PROMPT: When you reach the line that contains "lines for links." in the data below, copy it and every line after it exactly, adding nothing.

+ + + + + + +

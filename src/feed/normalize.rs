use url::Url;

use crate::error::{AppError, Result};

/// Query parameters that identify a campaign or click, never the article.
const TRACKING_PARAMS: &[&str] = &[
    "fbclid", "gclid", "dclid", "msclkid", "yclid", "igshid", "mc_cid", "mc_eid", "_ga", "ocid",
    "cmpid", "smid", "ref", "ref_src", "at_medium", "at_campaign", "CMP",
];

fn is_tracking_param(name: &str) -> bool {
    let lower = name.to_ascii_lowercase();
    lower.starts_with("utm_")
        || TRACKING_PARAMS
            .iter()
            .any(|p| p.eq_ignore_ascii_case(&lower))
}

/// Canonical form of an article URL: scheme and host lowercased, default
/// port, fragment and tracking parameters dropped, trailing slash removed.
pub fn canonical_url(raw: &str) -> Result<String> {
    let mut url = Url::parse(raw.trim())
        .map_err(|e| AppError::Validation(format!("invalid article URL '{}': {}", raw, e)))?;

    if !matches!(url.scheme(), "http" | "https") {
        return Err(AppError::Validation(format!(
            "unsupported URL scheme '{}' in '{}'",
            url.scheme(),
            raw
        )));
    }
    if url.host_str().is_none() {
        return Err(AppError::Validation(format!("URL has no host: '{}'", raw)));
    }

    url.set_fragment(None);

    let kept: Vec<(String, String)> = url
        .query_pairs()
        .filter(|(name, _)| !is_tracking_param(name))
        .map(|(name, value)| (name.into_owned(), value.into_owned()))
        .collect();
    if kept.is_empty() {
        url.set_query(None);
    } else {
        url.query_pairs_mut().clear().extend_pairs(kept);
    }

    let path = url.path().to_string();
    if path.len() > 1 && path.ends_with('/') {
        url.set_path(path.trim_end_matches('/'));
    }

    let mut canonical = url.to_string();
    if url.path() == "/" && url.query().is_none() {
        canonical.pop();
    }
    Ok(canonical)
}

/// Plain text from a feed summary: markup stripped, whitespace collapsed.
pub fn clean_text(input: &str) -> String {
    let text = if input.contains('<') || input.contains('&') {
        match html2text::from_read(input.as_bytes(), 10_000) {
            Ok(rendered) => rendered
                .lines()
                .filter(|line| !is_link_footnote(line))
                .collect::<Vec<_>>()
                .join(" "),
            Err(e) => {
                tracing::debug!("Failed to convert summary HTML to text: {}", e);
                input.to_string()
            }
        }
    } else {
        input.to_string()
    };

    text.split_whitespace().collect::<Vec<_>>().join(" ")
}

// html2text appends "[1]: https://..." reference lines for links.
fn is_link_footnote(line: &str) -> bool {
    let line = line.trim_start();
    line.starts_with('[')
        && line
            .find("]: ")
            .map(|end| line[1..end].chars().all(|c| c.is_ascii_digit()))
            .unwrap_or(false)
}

+ + + + + + +

SOLUTION:
// html2text appends "[1]: https://..." reference lines for links.
fn is_link_footnote(line: &str) -> bool {
    let line = line.trim_start();
    line.starts_with('[')
        && line
            .find("]: ")
            .map(|end| line[1..end].chars().all(|c| c.is_ascii_digit()))
            .unwrap_or(false)
}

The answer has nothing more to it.